Cadeaux, marques d’hospitalité et autres avantages

Les employés d’AAC doivent faire preuve de jugement pour éviter de se retrouver dans des situations de CI réel, apparent ou potentiel en prenant en considération les critères suivants sur les cadeaux, les marques d’hospitalité et les autres avantages, en respectant le Code d’AAC, qui comprend les obligations figurant dans le Code des valeurs et d’éthique du secteur public et dans la Directive sur les conflits d’intérêts.

Est interdite l’acceptation de tout cadeau, marque d’hospitalité ou autre avantage qui risque d’avoir une influence réelle, apparente ou potentielle sur l’objectivité d’un employé dans l’exercice de ses fonctions et responsabilités officielles ou de le placer dans une situation d’obligé envers le donateur. Cela inclut l’admission gratuite ou à prix réduit à des événements sportifs et culturels, à des voyages ou à des conférences.

L’acceptation d’un cadeau, d’une marque d’hospitalité ou d’un autre avantage est autorisée si la valeur est minime et cela se produit rarement, cela est conforme aux règles de la courtoisie ou du protocole, cela se produit lors d’une activité ou d’un événement lié à l’exercice des fonctions officielles de l’employé visé et cela ne compromet ou ne semble pas compromettre l’intégrité de l’employé concerné ou du Ministère. Les employés peuvent consulter l’Organigramme pour l’acceptation d’une marque d’hospitalité et d’autres avantages d’AAC afin de déterminer s’il est permis d’accepter ou non une offre selon le Code d’AAC.

Lorsqu’il est impossible de refuser un cadeau, une marque d’hospitalité ou un autre avantage ne répondant pas aux critères d’acceptabilité précités, ou lorsqu’on estime qu’il est suffisamment avantageux pour AAC d’accepter certains types de marques d’hospitalité, les employés doivent demander conseil au sous ministre ou à son délégataire par écrit. Ils peuvent utiliser à cette fin le Formulaire de divulgation de conflit d’intérêts.

Cadeaux, marques d’hospitalité et avantages de la part de communautés autochtones

AAC est bien conscient de la culture et des traditions autochtones pour ce qui est des cadeaux, des marques d’hospitalité et des avantages. Le don de cadeaux est un signe de remerciement et fait partie du mode de vie autochtone. Il témoigne souvent du respect et de l’appréciation des connaissances et des efforts déployés en vue de l’atteinte d’objectifs communs. Les employés doivent trouver un juste équilibre entre le refus du cadeau, qui risque d’offusquer le donateur, et l’acceptation du cadeau, de nature à le placer en situation de conflit d’intérêts.

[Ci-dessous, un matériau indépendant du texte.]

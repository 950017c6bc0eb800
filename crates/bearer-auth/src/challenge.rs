//! `WWW-Authenticate` challenge for rejected requests (RFC 6750 §3).

use crate::error::{FailureKind, Rejection};

/// Build the challenge header value for `rejection`.
///
/// `MissingCredentials` only names the realm; every other kind adds
/// `error="invalid_token"` and the rejection's description.
#[must_use]
pub fn www_authenticate(realm: &str, rejection: &Rejection) -> String {
    let realm = quote(realm);
    if rejection.kind == FailureKind::MissingCredentials {
        return format!("Bearer realm={realm}");
    }

    format!(
        "Bearer realm={realm}, error=\"invalid_token\", error_description={}",
        quote(&rejection.description)
    )
}

/// Quoted-string with `"` and `\` escaped.
fn quote(value: &str) -> String {
    let mut quoted = String::with_capacity(value.len() + 2);
    quoted.push('"');
    for c in value.chars() {
        if c == '"' || c == '\\' {
            quoted.push('\\');
        }
        quoted.push(c);
    }
    quoted.push('"');
    quoted
}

Lorsqu’un employé reçoit un cadeau qui n’est pas de valeur minime, ou lorsqu’il y a un doute concernant sa valeur, et que son refus serait inapproprié en raison des sensibilités culturelles, il est permis de l’accepter au nom d’AAC. Les employés devraient discuter de la situation avec leur superviseur et présenter un Formulaire de divulgation de conflit d’intérêts au Centre de la politique sur les valeurs et l’éthique.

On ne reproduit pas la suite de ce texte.